Download or read book Escaping the Poverty Trap written by Amartya Sen and published by IDB. This book was released on 2003 with total page 140 pages. Available in PDF, EPUB and Kindle. Book excerpt: Basing their discussions on the concept of "intergenerational transmission of poverty"--the "process by which poor parents pass on poverty and disadvantage to their children," in the words of editor Moran (until recently a senior economist with the International Development Bank's Sustainable Development Department)--five essays reflect on political, philosophical, social, and other dimensions of investing in early childhood in Latin America. The essays include Amartya Sen's discussion of early childhood investment within the context of the overall development process, as well explorations of the relationship between health, nutrition, and cognitive and social dimensions of poverty; the impact of early childhood investment on economic growth and equity; and the role of the state in marshalling resources for early childhood investment. Distributed by Johns Hopkins U. Press. Annotation : 2004 Book News, Inc., Portland, OR (booknews.com).

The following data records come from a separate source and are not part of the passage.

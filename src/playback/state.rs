//! State shared between the controller, the read loop, the decode workers
//! and the audio callback.
//!
//! Every piece of cross-thread state lives here behind an atomic, a lock or
//! a queue. Threads hold an `Arc<SessionState>`; only the controller owns
//! thread handles and devices.

use std::sync::atomic::{AtomicBool, AtomicI32, AtomicI64, AtomicI8, AtomicU64, AtomicU8, Ordering};
use std::sync::Arc;

use crossbeam::channel::Sender;
use parking_lot::Mutex;

use super::clock::Clock;
use super::sync::{effective_master, MAX_FRAME_DURATION, MAX_FRAME_DURATION_DISCONT};
use crate::audio::buffer::SampleArray;
use crate::config::{Framedrop, SessionConfig, ShowMode, SyncMaster};
use crate::core::{MediaKind, Seconds};
use crate::decode::frame::{AudioSamples, SubtitleFrame, VideoPicture};
use crate::decode::DecoderStatus;
use crate::demux::SourceInfo;
use crate::queue::{FrameQueue, PacketQueue, ReadWakeup};

/// Capacity of the picture queue.
pub const VIDEO_PICTURE_QUEUE_SIZE: usize = 3;
/// Capacity of the audio sample queue.
pub const SAMPLE_QUEUE_SIZE: usize = 9;
/// Capacity of the subtitle queue.
pub const SUBPICTURE_QUEUE_SIZE: usize = 16;

/// Maximum volume.
pub const MAX_VOLUME: i32 = 128;

/// Why the session ended.
#[derive(Debug, Clone, PartialEq, Eq)]
pub enum QuitReason {
    /// End of input with `autoexit`.
    EndOfStream,
    /// The source failed.
    Error(String),
    /// The controller asked to stop.
    Requested,
}

/// Events posted by session threads to the controller.
#[derive(Debug, Clone, PartialEq, Eq)]
pub enum PlayerEvent {
    /// Terminal: the session is over.
    Quit(QuitReason),
}
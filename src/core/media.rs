//! Media kinds shared by the demux, decode and playback layers.

use std::fmt;

/// The kind of an elementary stream.
#[derive(Debug, Clone, Copy, PartialEq, Eq, Hash)]
pub enum MediaKind {
    Video,
    Audio,
    Subtitle,
    Data,
}

impl MediaKind {
    /// The three kinds the player can open a component for.
    pub const PLAYABLE: [MediaKind; 3] = [MediaKind::Video, MediaKind::Audio, MediaKind::Subtitle];

    /// Slot index for per-kind arrays (video, audio, subtitle).
    pub fn slot(self) -> Option<usize> {
        match self {
            MediaKind::Video => Some(0),
            MediaKind::Audio => Some(1),
            MediaKind::Subtitle => Some(2),
            MediaKind::Data => None,
        }
    }
}

impl fmt::Display for MediaKind {
    fn fmt(&self, f: &mut fmt::Formatter<'_>) -> fmt::Result {
        let name = match self {
            MediaKind::Video => "video",
            MediaKind::Audio => "audio",
            MediaKind::Subtitle => "subtitle",
            MediaKind::Data => "data",
        };
        f.write_str(name)
    }
}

Download or read book Behavioral Science Policy Volume 5 Issue 1 written by Craig R. Fox and published by Brookings Institution Press. This book was released on 2020-02-11 with total page 99 pages. Available in PDF, EPUB and Kindle. Book excerpt: The success of nearly all public- and private-sector policies hinges on the behavior of individuals, groups, and organizations. Today, such behaviors are better understood than ever, thanks to a growing body of practical behavioral science research. However, policymakers often are unaware of behavioral science findings that may help them craft and execute more effective and efficient policies. The pages of this journal will become a meeting ground: a place where scientists and non-scientists can encounter clearly described behavioral research that can be put into action. By design, the scope of Behavioral Science & Policy is broad, with topics spanning health care, financial decisionmaking, energy and the environment, education and culture, justice and ethics, and work place practices. Contributions will be made by researchers with expertise in psychology, sociology, law, behavioral economics, organization science, decision science, and marketing. The journal is a key offering of the Behavioral Science & Policy Association in partnership with the Brookings Institution. The mission of BSPA is to foster dialog between social scientists, policymakers, and other practitioners in order to promote the application of rigorous empirical behavioral science in ways that serve the public interest. BSPA does not advance a particular agenda or political perspective.

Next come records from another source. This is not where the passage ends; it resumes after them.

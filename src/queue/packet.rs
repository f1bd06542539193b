//! Compressed packets as they travel from the demuxer to a decoder.

/// One compressed packet. An empty payload marks end of stream for its
/// stream and asks the decoder to drain.
#[derive(Debug, Clone, PartialEq, Eq, Default)]
pub struct Packet {
    pub stream_index: usize,
    /// Presentation timestamp in the stream time base.
    pub pts: Option<i64>,
    /// Decode timestamp in the stream time base.
    pub dts: Option<i64>,
    /// Duration in the stream time base; 0 when unknown.
    pub duration: i64,
    /// Byte offset in the source, if known.
    pub pos: Option<i64>,
    pub keyframe: bool,
    pub data: Vec<u8>,
}

impl Packet {
    pub fn new(stream_index: usize, data: Vec<u8>) -> Self {
        Self {
            stream_index,
            data,
            ..Default::default()
        }
    }

    /// The end-of-stream marker for `stream_index`.
    pub fn null(stream_index: usize) -> Self {
        Self {
            stream_index,
            ..Default::default()
        }
    }

    pub fn is_null(&self) -> bool {
        self.data.is_empty()
    }

    pub fn size(&self) -> usize {
        self.data.len()
    }

    /// pts if present, else dts.
    pub fn timestamp(&self) -> Option<i64> {
        self.pts.or(self.dts)
    }

    pub fn with_pts(mut self, pts: i64) -> Self {
        self.pts = Some(pts);
        self.dts = Some(pts);
        self
    }

    pub fn with_duration(mut self, duration: i64) -> Self {
        self.duration = duration;
        self
    }

    pub fn with_pos(mut self, pos: i64) -> Self {
        self.pos = Some(pos);
        self
    }
}

/// What a packet queue hands out.
#[derive(Debug, Clone, PartialEq, Eq)]
pub enum QueueItem {
    Packet(Packet),
    /// Flush sentinel: everything before it belongs to an older generation.
    Flush,
}

/// A queue entry stamped with the generation it was enqueued under.
#[derive(Debug, Clone, PartialEq, Eq)]
pub struct QueuedPacket {
    pub item: QueueItem,
    pub serial: i32,
}

impl QueuedPacket {
    pub fn packet(&self) -> Option<&Packet> {
        match &self.item {
            QueueItem::Packet(packet) => Some(packet),
            QueueItem::Flush => None,
        }
    }

    pub fn is_flush(&self) -> bool {
        matches!(self.item, QueueItem::Flush)
    }
}

#[cfg(test)]
mod tests {
    use super::*;

    #[test]
    fn test_null_packet() {
        let packet = Packet::null(2);
        assert!(packet.is_null());
        assert_eq!(packet.stream_index, 2);
        assert!(!Packet::new(0, vec![1, 2, 3]).is_null());
    }

    #[test]
    fn test_timestamp_falls_back_to_dts() {
        let mut packet = Packet::new(0, vec![0]);
        packet.dts = Some(40);
        assert_eq!(packet.timestamp(), Some(40));
        packet.pts = Some(80);
        assert_eq!(packet.timestamp(), Some(80));
    }
}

Download or read book The Economics of Poverty Traps written by Christopher B. Barrett and published by University of Chicago Press. This book was released on 2018-12-07 with total page 425 pages. Available in PDF, EPUB and Kindle. Book excerpt: What circumstances or behaviors turn poverty into a cycle that perpetuates across generations? The answer to this question carries especially important implications for the design and evaluation of policies and projects intended to reduce poverty. Yet a major challenge analysts and policymakers face in understanding poverty traps is the sheer number of mechanisms—not just financial, but also environmental, physical, and psychological—that may contribute to the persistence of poverty all over the world. The research in this volume explores the hypothesis that poverty is self-reinforcing because the equilibrium behaviors of the poor perpetuate low standards of living. Contributions explore the dynamic, complex processes by which households accumulate assets and increase their productivity and earnings potential, as well as the conditions under which some individuals, groups, and economies struggle to escape poverty. Investigating the full range of phenomena that combine to generate poverty traps—gleaned from behavioral, health, and resource economics as well as the sociology, psychology, and environmental literatures—chapters in this volume also present new evidence that highlights both the insights and the limits of a poverty trap lens. The framework introduced in this volume provides a robust platform for studying well-being dynamics in developing economies.

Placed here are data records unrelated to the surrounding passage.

//! The demux seam: what the player needs from a container reader, and the
//! backend that opens readers, codecs and resamplers.

use std::sync::atomic::{AtomicBool, Ordering};
use std::sync::Arc;

use crate::audio::buffer::AudioFormat;
use crate::audio::renderer::Resampler;
use crate::config::CodecOptions;
use crate::core::{MediaKind, Rational};
use crate::decode::{Codec, CodecError, StreamInfo};
use crate::queue::Packet;

/// Error type for demux operations
#[derive(Debug, thiserror::Error)]
pub enum DemuxError {
    #[error("failed to open {uri}: {reason}")]
    Open { uri: String, reason: String },
    #[error("end of file")]
    Eof,
    #[error("I/O error: {0}")]
    Io(String),
    #[error("seek failed: {0}")]
    Seek(String),
    #[error("operation not supported by this source")]
    Unsupported,
    #[error("interrupted")]
    Interrupted,
}

/// A chapter mark.
#[derive(Debug, Clone, Copy, PartialEq)]
pub struct Chapter {
    pub start: i64,
    pub end: i64,
    pub time_base: Rational,
}

impl Chapter {
    /// Start in microseconds.
    pub fn start_micros(&self) -> i64 {
        crate::core::time::rescale(self.start, self.time_base, Rational::MICROS)
    }
}

/// Static description of an opened source.
#[derive(Debug, Clone, Default)]
pub struct SourceInfo {
    pub uri: String,
    pub format_name: String,
    pub streams: Vec<StreamInfo>,
    /// Microseconds.
    pub duration: Option<i64>,
    /// Microseconds.
    pub start_time: Option<i64>,
    /// Bits per second, 0 if unknown.
    pub bit_rate: i64,
    pub byte_size: Option<i64>,
    pub chapters: Vec<Chapter>,
    /// Network stream that produces data in real time.
    pub realtime: bool,
    /// Timestamps may jump (MPEG-TS and friends).
    pub ts_discontinuous: bool,
    /// The format cannot seek by timestamp search, so decoders must carry
    /// timestamps themselves after a seek.
    pub no_timestamp_search: bool,
}

impl SourceInfo {
    pub fn duration_seconds(&self) -> Option<f64> {
        self.duration.map(crate::core::time::to_seconds)
    }
}

/// Seek range and mode for [`DemuxSource::seek`].
#[derive(Debug, Clone, Copy, PartialEq, Eq)]
pub struct SeekSpec {
    pub min: i64,
    pub target: i64,
    pub max: i64,
    pub by_bytes: bool,
}

impl SeekSpec {
    /// Window around `target` that does not cross back over the position
    /// the seek was issued from.
    pub fn new(target: i64, rel: i64, by_bytes: bool) -> Self {
        let min = if rel > 0 { target - rel + 2 } else { i64::MIN };
        let max = if rel < 0 { target - rel - 2 } else { i64::MAX };
        Self { min, target, max, by_bytes }
    }
}

/// Shared flag the source polls to abandon blocking I/O.
#[derive(Debug, Clone, Default)]
pub struct Interrupt(Arc<AtomicBool>);

impl Interrupt {
    pub fn new() -> Self {
        Self::default()
    }

    pub fn trigger(&self) {
        self.0.store(true, Ordering::Release);
    }

    pub fn is_triggered(&self) -> bool {
        self.0.load(Ordering::Acquire)
    }
}

/// A container reader. Owned by the read loop thread.
pub trait DemuxSource: Send {
    fn info(&self) -> &SourceInfo;

    /// Next packet, `Err(DemuxError::Eof)` at end of input.
    fn read_packet(&mut self) -> Result<Packet, DemuxError>;

    fn seek(&mut self, spec: SeekSpec) -> Result<(), DemuxError>;

    /// Pause a network stream. `Err(DemuxError::Unsupported)` for sources
    /// that have no notion of pausing.
    fn read_pause(&mut self) -> Result<(), DemuxError> {
        Err(DemuxError::Unsupported)
    }

    fn read_play(&mut self) -> Result<(), DemuxError> {
        Err(DemuxError::Unsupported)
    }

    /// Current read position in bytes, if the source knows it.
    fn byte_position(&self) -> Option<i64> {
        None
    }

    /// The source must be polled slowly while paused (RTSP, mmsh).
    fn needs_pause_polling(&self) -> bool {
        false
    }

    /// Best stream of `kind`, preferring `wanted` and streams related to
    /// `related`.
    fn best_stream(&self, kind: MediaKind, wanted: Option<usize>, _related: Option<usize>) -> Option<usize> {
        let streams = &self.info().streams;
        if let Some(index) = wanted {
            return streams.get(index).filter(|s| s.kind == kind).map(|s| s.index);
        }
        streams.iter().find(|s| s.kind == kind).map(|s| s.index)
    }
}

/// Factory for sources, codecs and resamplers. Shared with the audio
/// callback, which builds resamplers on format changes.
pub trait MediaBackend: Send + Sync {
    fn open_source(&self, uri: &str, options: &CodecOptions, interrupt: Interrupt)
        -> Result<Box<dyn DemuxSource>, DemuxError>;

    fn open_codec(&self, stream: &StreamInfo, options: &CodecOptions) -> Result<Box<dyn Codec>, CodecError>;

    fn open_resampler(
        &self,
        source: AudioFormat,
        target: AudioFormat,
    ) -> Result<Box<dyn Resampler>, crate::audio::AudioError>;
}

#[cfg(test)]
mod tests {
    use super::*;

    #[test]
    fn test_seek_window_forward() {
        let spec = SeekSpec::new(20_000_000, 10_000_000, false);
        assert_eq!(spec.min, 10_000_002);
        assert_eq!(spec.max, i64::MAX);
    }

    #[test]
    fn test_seek_window_backward() {
        let spec = SeekSpec::new(5_000_000, -10_000_000, false);
        assert_eq!(spec.min, i64::MIN);
        assert_eq!(spec.max, 14_999_998);
    }

    #[test]
    fn test_seek_window_absolute() {
        let spec = SeekSpec::new(1000, 0, true);
        assert_eq!((spec.min, spec.max), (i64::MIN, i64::MAX));
        assert!(spec.by_bytes);
    }

    #[test]
    fn test_chapter_start_micros() {
        let chapter = Chapter {
            start: 90_000,
            end: 180_000,
            time_base: Rational::new(1, 90_000),
        };
        assert_eq!(chapter.start_micros(), 1_000_000);
    }

    #[test]
    fn test_interrupt_shared() {
        let interrupt = Interrupt::new();
        let clone = interrupt.clone();
        clone.trigger();
        assert!(interrupt.is_triggered());
    }
}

Download or read book Early Childhood Education and Development in Poor Villages of Indonesia written by Amer Hasan and published by World Bank Publications. This book was released on 2013-07 with total page 214 pages. Available in PDF, EPUB and Kindle. Book excerpt: Indonesia has begun to emerge into middle-income status, yet persistent poverty and stark inequalities continue to affect young children’s development. This book tells the story of Indonesia’s efforts to change the trajectory of development for poor children. Many countries have similar aims, but several aspects of what is reported here are especially valuable and perhaps unique. The study offers data on all aspects of health and development in a sample of rural young children, collected with internationally-validated measures, as well as household information, information about parenting practices including feeding patterns, parent questionnaires, and data on the prevalence and distribution of ECED services. The data reported in this book is based on a sample of more than 6,000 Indonesian children living in 310 poor villages, including two age cohorts (aged 1 and 4 years old when data were first collected on their development in 2009). From the start, the project aimed not only to support service provision but also to support the development of national standards, build national and district capacity, and encourage the establishment of a system of ECED quality assurance, efforts that are still in process. Few such analyses have been done with such a large sample and with multiple measures. These design features allow a high level of confidence in the results that are reported. The lessons from this book will help to inform not only this project’s further implementation but ECED initiatives in Indonesia and around the world. Thus, the results presented in this book are of significance for researchers, policy-makers, and practitioners within and beyond Indonesia. The experiences and research results discussed here are especially relevant for: • Researchers in early childhood development and program evaluation; • Policymakers within and beyond Indonesia; • Providers of early childhood services; • Professional development providers; and • Advocates for quality early childhood services.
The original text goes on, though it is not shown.